● Prompt:
The whole listing that follows should be printed again, unchanged.
Start of Block
use std::env;

/// AppConfig
///
/// Holds the application's entire configuration state. Immutable once loaded and
/// pulled into handlers and extractors through `FromRef`.
#[derive(Clone, Debug)]
pub struct AppConfig {
    // Runtime environment marker. Controls log format and which encoders are allowed.
    pub env: Env,
    // Address the HTTP listener binds to.
    pub bind_addr: String,
    // Protection space name sent in the Basic challenge.
    pub realm: String,
    // How seeded passwords are stored and compared.
    pub password_encoding: PasswordEncoding,
    // Serve Swagger UI and the OpenAPI document.
    pub api_docs: bool,
}

/// Env
///
/// Defines the runtime context. Production hardens the configuration: plaintext
/// passwords are refused and logs are emitted as JSON.
#[derive(Clone, Copy, PartialEq, Debug)]
pub enum Env {
    Local,
    Production,
}

/// PasswordEncoding
///
/// Selects the `PasswordEncoder` implementation at startup.
#[derive(Clone, Copy, PartialEq, Eq, Debug)]
pub enum PasswordEncoding {
    /// Plaintext storage and comparison. Local testing only.
    NoOp,
    Argon2,
}

impl PasswordEncoding {
    pub fn parse(value: &str) -> Option<Self> {
        match value.trim().to_ascii_lowercase().as_str() {
            "noop" | "plain" | "plaintext" => Some(Self::NoOp),
            "argon2" => Some(Self::Argon2),
            _ => None,
        }
    }
}

pub const DEFAULT_BIND_ADDR: &str = "0.0.0.0:3000";
pub const DEFAULT_REALM: &str = "role-gate";

impl Default for AppConfig {
    /// Safe, non-panicking configuration used for test setup.
    fn default() -> Self {
        Self {
            env: Env::Local,
            bind_addr: DEFAULT_BIND_ADDR.to_string(),
            realm: DEFAULT_REALM.to_string(),
            password_encoding: PasswordEncoding::NoOp,
            api_docs: false,
        }
    }
}

impl AppConfig {
    /// load
    ///
    /// Reads the configuration from environment variables at startup.
    ///
    /// # Panics
    /// Panics on an unknown `PASSWORD_ENCODER` value, and when the plaintext encoder is
    /// selected in production. The service must not start with plaintext credentials there.
    pub fn load() -> Self {
        let env_str = env::var("APP_ENV").unwrap_or_else(|_| "local".to_string());
        let env = match env_str.as_str() {
            "production" => Env::Production,
            _ => Env::Local,
        };

        let password_encoding = match env::var("PASSWORD_ENCODER") {
            Ok(value) => PasswordEncoding::parse(&value).unwrap_or_else(|| {
                panic!("FATAL: PASSWORD_ENCODER must be 'noop' or 'argon2', got '{value}'")
            }),
            Err(_) => match env {
                Env::Local => PasswordEncoding::NoOp,
                Env::Production => PasswordEncoding::Argon2,
            },
        };

        if env == Env::Production && password_encoding == PasswordEncoding::NoOp {
            panic!("FATAL: plaintext password encoding is not allowed in production.");
        }

        let api_docs = env::var("API_DOCS")
            .map(|v| matches!(v.trim(), "1" | "true" | "yes"))
            .unwrap_or(false);

        Self {
            env,
            bind_addr: env::var("BIND_ADDR").unwrap_or_else(|_| DEFAULT_BIND_ADDR.to_string()),
            realm: env::var("AUTH_REALM").unwrap_or_else(|_| DEFAULT_REALM.to_string()),
            password_encoding,
            api_docs,
        }
    }
}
End of Block
● Solution for this exercise:
use std::env;

/// AppConfig
///
/// Holds the application's entire configuration state. Immutable once loaded and
/// pulled into handlers and extractors through `FromRef`.
#[derive(Clone, Debug)]
pub struct AppConfig {
    // Runtime environment marker. Controls log format and which encoders are allowed.
    pub env: Env,
    // Address the HTTP listener binds to.
    pub bind_addr: String,
    // Protection space name sent in the Basic challenge.
    pub realm: String,
    // How seeded passwords are stored and compared.
    pub password_encoding: PasswordEncoding,
    // Serve Swagger UI and the OpenAPI document.
    pub api_docs: bool,
}

/// Env
///
/// Defines the runtime context. Production hardens the configuration: plaintext
/// passwords are refused and logs are emitted as JSON.
#[derive(Clone, Copy, PartialEq, Debug)]
pub enum Env {
    Local,
    Production,
}

/// PasswordEncoding
///
/// Selects the `PasswordEncoder` implementation at startup.
#[derive(Clone, Copy, PartialEq, Eq, Debug)]
pub enum PasswordEncoding {
    /// Plaintext storage and comparison. Local testing only.
    NoOp,
    Argon2,
}

impl PasswordEncoding {
    pub fn parse(value: &str) -> Option<Self> {
        match value.trim().to_ascii_lowercase().as_str() {
            "noop" | "plain" | "plaintext" => Some(Self::NoOp),
            "argon2" => Some(Self::Argon2),
            _ => None,
        }
    }
}

pub const DEFAULT_BIND_ADDR: &str = "0.0.0.0:3000";
pub const DEFAULT_REALM: &str = "role-gate";

impl Default for AppConfig {
    /// Safe, non-panicking configuration used for test setup.
    fn default() -> Self {
        Self {
            env: Env::Local,
            bind_addr: DEFAULT_BIND_ADDR.to_string(),
            realm: DEFAULT_REALM.to_string(),
            password_encoding: PasswordEncoding::NoOp,
            api_docs: false,
        }
    }
}

impl AppConfig {
    /// load
    ///
    /// Reads the configuration from environment variables at startup.
    ///
    /// # Panics
    /// Panics on an unknown `PASSWORD_ENCODER` value, and when the plaintext encoder is
    /// selected in production. The service must not start with plaintext credentials there.
    pub fn load() -> Self {
        let env_str = env::var("APP_ENV").unwrap_or_else(|_| "local".to_string());
        let env = match env_str.as_str() {
            "production" => Env::Production,
            _ => Env::Local,
        };

        let password_encoding = match env::var("PASSWORD_ENCODER") {
            Ok(value) => PasswordEncoding::parse(&value).unwrap_or_else(|| {
                panic!("FATAL: PASSWORD_ENCODER must be 'noop' or 'argon2', got '{value}'")
            }),
            Err(_) => match env {
                Env::Local => PasswordEncoding::NoOp,
                Env::Production => PasswordEncoding::Argon2,
            },
        };

        if env == Env::Production && password_encoding == PasswordEncoding::NoOp {
            panic!("FATAL: plaintext password encoding is not allowed in production.");
        }

        let api_docs = env::var("API_DOCS")
            .map(|v| matches!(v.trim(), "1" | "true" | "yes"))
            .unwrap_or(false);

        Self {
            env,
            bind_addr: env::var("BIND_ADDR").unwrap_or_else(|_| DEFAULT_BIND_ADDR.to_string()),
            realm: env::var("AUTH_REALM").unwrap_or_else(|_| DEFAULT_REALM.to_string()),
            password_encoding,
            api_docs,
        }
    }
}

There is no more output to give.